Even to embark on that disastrous episode at Port St Martin.’
‘So that was why you were in France,’ she murmured at the end. ‘Noir had promised to negotiate the handing over of the girl.’
‘Yes. And what a débâcle that turned out to be. Noir played with me, luring me to meet him, only to rob me and have me set upon by club-wielding brigands. A sharp warning for the future, I surmise. The bullet in the arm was not to kill, but to warn.’ He laughed, a harsh sound in the quiet room. ‘I admit I was disastrously naïve in going there and expecting to bring the girl back safely with no violent confrontation. What had I expected to achieve on my own? I was not even certain that she was there with Noir. It was an appalling mistake on my part. But now Noir has raised the stakes and I dare not refuse.’
‘I can see why you have no choice but to go along with the demands.’
‘Not if there is any chance of the girl being Marcus’s widow. If I did nothing and she was abandoned or used by Noir as he threatens—then the responsibility for the loss of Marcus’s widow and child would be on my head.’ He surged to his feet again, striding away from Harriette, but she could hear the raw emotion in his voice. ‘I could not bear it. Losing Marcus was bad enough. I couldn’t lose this young woman and her child if there was the least chance of their being Marcus’s genuine wife and son.’
Flooded with compassion for him, Harriette still chose to play devil’s advocate. ‘It could be that you are being played, a trout on a line, because Jean-Jacques Noir knows you to be rich enough to bleed and honourable enough to rise to the bait.’

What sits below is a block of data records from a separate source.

// --- Scenario 2: pipelining --------------------------------------------------

#[tokio::test]
async fn pipelined_send_parks_then_forwards_once_the_promise_resolves() {
    let m2_received = Arc::new(AtomicUsize::new(0));
    let m2_received_for_script = m2_received.clone();

    let factory = ScriptedFactory::new();
    factory.register("alice", |_delivery| DeliveryReply {
        syscalls: vec![
            SyscallRequest::Send {
                target: VRef::ObjectImport(0),
                methargs: VCapData::plain(&"m1").unwrap(),
                result: Some(VRef::PromiseExport(0)),
            },
            SyscallRequest::Send {
                target: VRef::PromiseExport(0),
                methargs: VCapData::plain(&"m2").unwrap(),
                result: None,
            },
        ],
        outcome: CrankOutcome::normal(),
    });
    factory.register("bob", move |delivery| {
        let Delivery::Message { methargs, .. } = &delivery else {
            return DeliveryReply::default();
        };
        match body_of(methargs) {
            "\"m1\"" => DeliveryReply::default(),
            "\"resolve-m1\"" => DeliveryReply {
                syscalls: vec![SyscallRequest::Resolve {
                    resolutions: vec![ResolveEntry {
                        kpid: VRef::PromiseImport(0),
                        rejected: false,
                        data: VCapData::new(
                            r#"{"@qclass":"slot","index":0}"#.to_owned(),
                            vec![VRef::ObjectExport(5)],
                        ),
                    }],
                }],
                outcome: CrankOutcome::normal(),
            },
            "\"m2\"" => {
                m2_received_for_script.fetch_add(1, Ordering::SeqCst);
                DeliveryReply::default()
            }
            _ => DeliveryReply::default(),
        }
    });
    let kernel = kernel_with(factory);

    let alice_root = kernel.launch_vat(vat_config("alice")).await.unwrap();
    let bob_root = kernel.launch_vat(vat_config("bob")).await.unwrap();
    let alice_id = EndpointId::vat(0);
    let bob_id = EndpointId::vat(1);
    kernel.refs.translate_k_to_e(alice_id, bob_root, true).unwrap();

    kernel
        .send_from_kernel(alice_root, CapData::plain(&"start").unwrap(), None)
        .unwrap();

    // Crank 1: alice issues both sends (m1 to Bob's root, m2 to the result
    // promise) in the same delivery's reply.
    assert!(kernel.crank.run_one().await.unwrap());
    // Crank 2: m1 is delivered to Bob, who answers with nothing yet —
    // the result promise stays unresolved.
    assert!(kernel.crank.run_one().await.unwrap());

    let kp_m1 = kernel.refs.translate_e_to_k(bob_id, VRef::PromiseImport(0)).unwrap();
    assert_eq!(kernel.promises.get(kp_m1).unwrap().state, PromiseState::Unresolved);

    // Only now does the test ask Bob to resolve it, once it is safe to.
    kernel
        .send_from_kernel(bob_root, CapData::plain(&"resolve-m1").unwrap(), None)
        .unwrap();

    // Crank 3: m2 is dequeued while kp_m1 is still unresolved and parks.
    assert!(kernel.crank.run_one().await.unwrap());
    let parked = kernel.promises.get(kp_m1).unwrap();
    assert_eq!(parked.state, PromiseState::Unresolved);
    assert_eq!(parked.queue.len(), 1, "m2 is backlogged on the unresolved promise");

    // Crank 4: Bob resolves kp_m1 to a freshly exported object, draining
    // kp_m1's only backlog entry (m2) and releasing its last reference.
    assert!(kernel.crank.run_one().await.unwrap());
    assert!(
        kernel.promises.get(kp_m1).is_err(),
        "m2 was kp_m1's only backlog entry; forwarding it dropped kp_m1's refcount to zero"
    );

    // Crank 5: the forwarded m2 is finally delivered to Bob's new object.
    assert!(kernel.crank.run_one().await.unwrap());
    assert_eq!(m2_received.load(Ordering::SeqCst), 1);

    assert!(!kernel.crank.run_one().await.unwrap(), "nothing left to do");
}

// --- Scenario 3: drop path ----------------------------------------------------

#[tokio::test]
async fn drop_then_retire_clears_both_c_lists() {
    let factory = ScriptedFactory::new();
    factory.register("alice", |_delivery| DeliveryReply {
        syscalls: vec![SyscallRequest::DropImports {
            vrefs: vec![VRef::ObjectImport(0)],
        }],
        outcome: CrankOutcome::normal(),
    });
    factory.register("bob", |delivery| match delivery {
        Delivery::DropExports { vrefs } => DeliveryReply {
            syscalls: vec![SyscallRequest::RetireExports { vrefs }],
            outcome: CrankOutcome::normal(),
        },
        _ => DeliveryReply::default(),
    });
    let kernel = kernel_with(factory);

    let alice_root = kernel.launch_vat(vat_config("alice")).await.unwrap();
    let _bob_root = kernel.launch_vat(vat_config("bob")).await.unwrap();
    let alice_id = EndpointId::vat(0);
    let bob_id = EndpointId::vat(1);

    let ko = kernel.refs.create_object(bob_id).unwrap();
    kernel.refs.bind(bob_id, ko, VRef::ObjectExport(3)).unwrap();
    kernel.refs.translate_k_to_e(alice_id, ko, true).unwrap();

    kernel
        .send_from_kernel(alice_root, CapData::plain(&"start").unwrap(), None)
        .unwrap();

    // Crank 1: alice's own dropImports runs.
    assert!(kernel.crank.run_one().await.unwrap());
    let after_drop = kernel.refs.get_object(ko).unwrap();
    assert_eq!(after_drop.reachable, 0);
    assert_eq!(after_drop.recognizable, 1);

    // Drain whatever the GC cascade produces (dropExports to Bob, Bob's
    // retireExports cascading back, and the follow-up notification to
    // every other importer).
    kernel.run_to_quiescence().await.unwrap();

    let after_retire = kernel.refs.get_object(ko).unwrap();
    assert_eq!(after_retire.recognizable, 0);
    assert!(kernel.refs.translate_e_to_k(alice_id, VRef::ObjectImport(0)).is_err());
    assert!(kernel.refs.translate_e_to_k(bob_id, VRef::ObjectExport(3)).is_err());
}

// --- Scenario 4: illegal syscall ----------------------------------------------

#[tokio::test]
async fn retiring_a_reachable_import_terminates_the_vat_and_rejects_its_promises() {
    let factory = ScriptedFactory::new();
    factory.register("alice", |_delivery| DeliveryReply {
        syscalls: vec![SyscallRequest::RetireImports {
            vrefs: vec![VRef::ObjectImport(0)],
        }],
        outcome: CrankOutcome::normal(),
    });
    let kernel = kernel_with(factory);

    let alice_root = kernel.launch_vat(vat_config("alice")).await.unwrap();
    let alice_id = EndpointId::vat(0);

    let kp = kernel.promises.allocate(Some(alice_id)).unwrap();
    let ko = kernel.refs.create_object(EndpointId::vat(99)).unwrap();
    kernel.refs.translate_k_to_e(alice_id, ko, true).unwrap();

    kernel
        .send_from_kernel(alice_root, CapData::plain(&"start").unwrap(), None)
        .unwrap();
    kernel.run_to_quiescence().await.unwrap();

    assert!(kernel.lifecycle.is_terminated(alice_id).unwrap());
    assert!(
        kernel.promises.get(kp).is_err(),
        "kp had no subscribers or backlog, so rejecting it during termination collected the record"
    );
    assert!(kernel.refs.translate_e_to_k(alice_id, VRef::ObjectImport(0)).is_err());
    assert!(kernel.refs.translate_e_to_k(alice_id, VRef::ObjectExport(0)).is_err());
}

// --- Scenario 5: revocation ----------------------------------------------------

#[tokio::test]
async fn revoked_object_rejects_new_sends_but_preserves_other_references() {
    let kernel = kernel_with(ScriptedFactory::new());

    let owner = EndpointId::vat(1);
    let a = EndpointId::vat(2);
    let other = EndpointId::vat(3);
    let ko = kernel.refs.create_object(owner).unwrap();
    kernel.refs.translate_k_to_e(a, ko, true).unwrap();
    kernel.refs.translate_k_to_e(other, ko, true).unwrap();

    kernel.refs.revoke(ko).unwrap();

    let result = kernel.promises.allocate(Some(EndpointId::Kernel)).unwrap();
    kernel
        .send_from_kernel(ko, CapData::plain(&"m").unwrap(), Some(result))
        .unwrap();

    let cranks = kernel.run_to_quiescence().await.unwrap();
    assert_eq!(cranks, 1, "revocation is checked before any delivery is attempted");

    assert!(
        kernel.promises.get(result).is_err(),
        "result had no subscribers or backlog, so rejecting it on revocation collected the record"
    );

    let preserved = kernel.refs.get_object(ko).unwrap();
    assert!(preserved.revoked);
    assert_eq!(
        kernel.refs.translate_e_to_k(other, VRef::ObjectImport(0)).unwrap(),
        ko,
        "the other importer's binding is untouched"
    );
}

‘Do you think I have not told myself that? I know all the arguments that he is merely a rogue whom I should
consign to the devil.’ Disgust lay heavily on Luke’s tongue. He turned his head to look at Harriette and added simply. ‘I can’t ignore his threats and possibly condemn an innocent young woman to a life of whoring and menace.’
‘No,’ she admitted softly. ‘Of course you can’t.’ He had too much honour, as she had always known in her heart. Too much care for those he loved. Harriette folded the letter carefully and placed it on the table with the miniature. ‘Why have you told me this? Why have you told me the truth now?’
‘The letter that you read. Noir sent to inform me that I could make a deal for the woman at Port St Villets. But since then I have had news from Captain Henri who has fulfilled our agreement admirably. That Noir is not in Port Les Villets, but at this moment he is staying at the inn, Les Poissons Rouges in Port St Martin.’
‘Port St Martin. Ah…I begin to see.’
‘I can only presume that it is an ambush, sending me to the wrong place, to strip the gold from me when he has no intention of handing over the woman who is being kept elsewhere under some form of restraint. If I could get to Port St Martin without drawing attention to myself…’
Harriette finished the line of thought for him. ‘And I have connections in Port St Martin with Marcel and the smugglers.’
‘Yes.’
‘You need my help.’
‘Yes, I do. Will you help me, Harriette? Will you organise a run in the
Ghost
as a disguise, a cover for my movements? So that I can be in Port St Martin on the night before Noir’s assignation, and Noir will suspect nothing. If it comes to Noir’s ears that there’s a contraband run, well, he’s unlikely to make a connection with me.’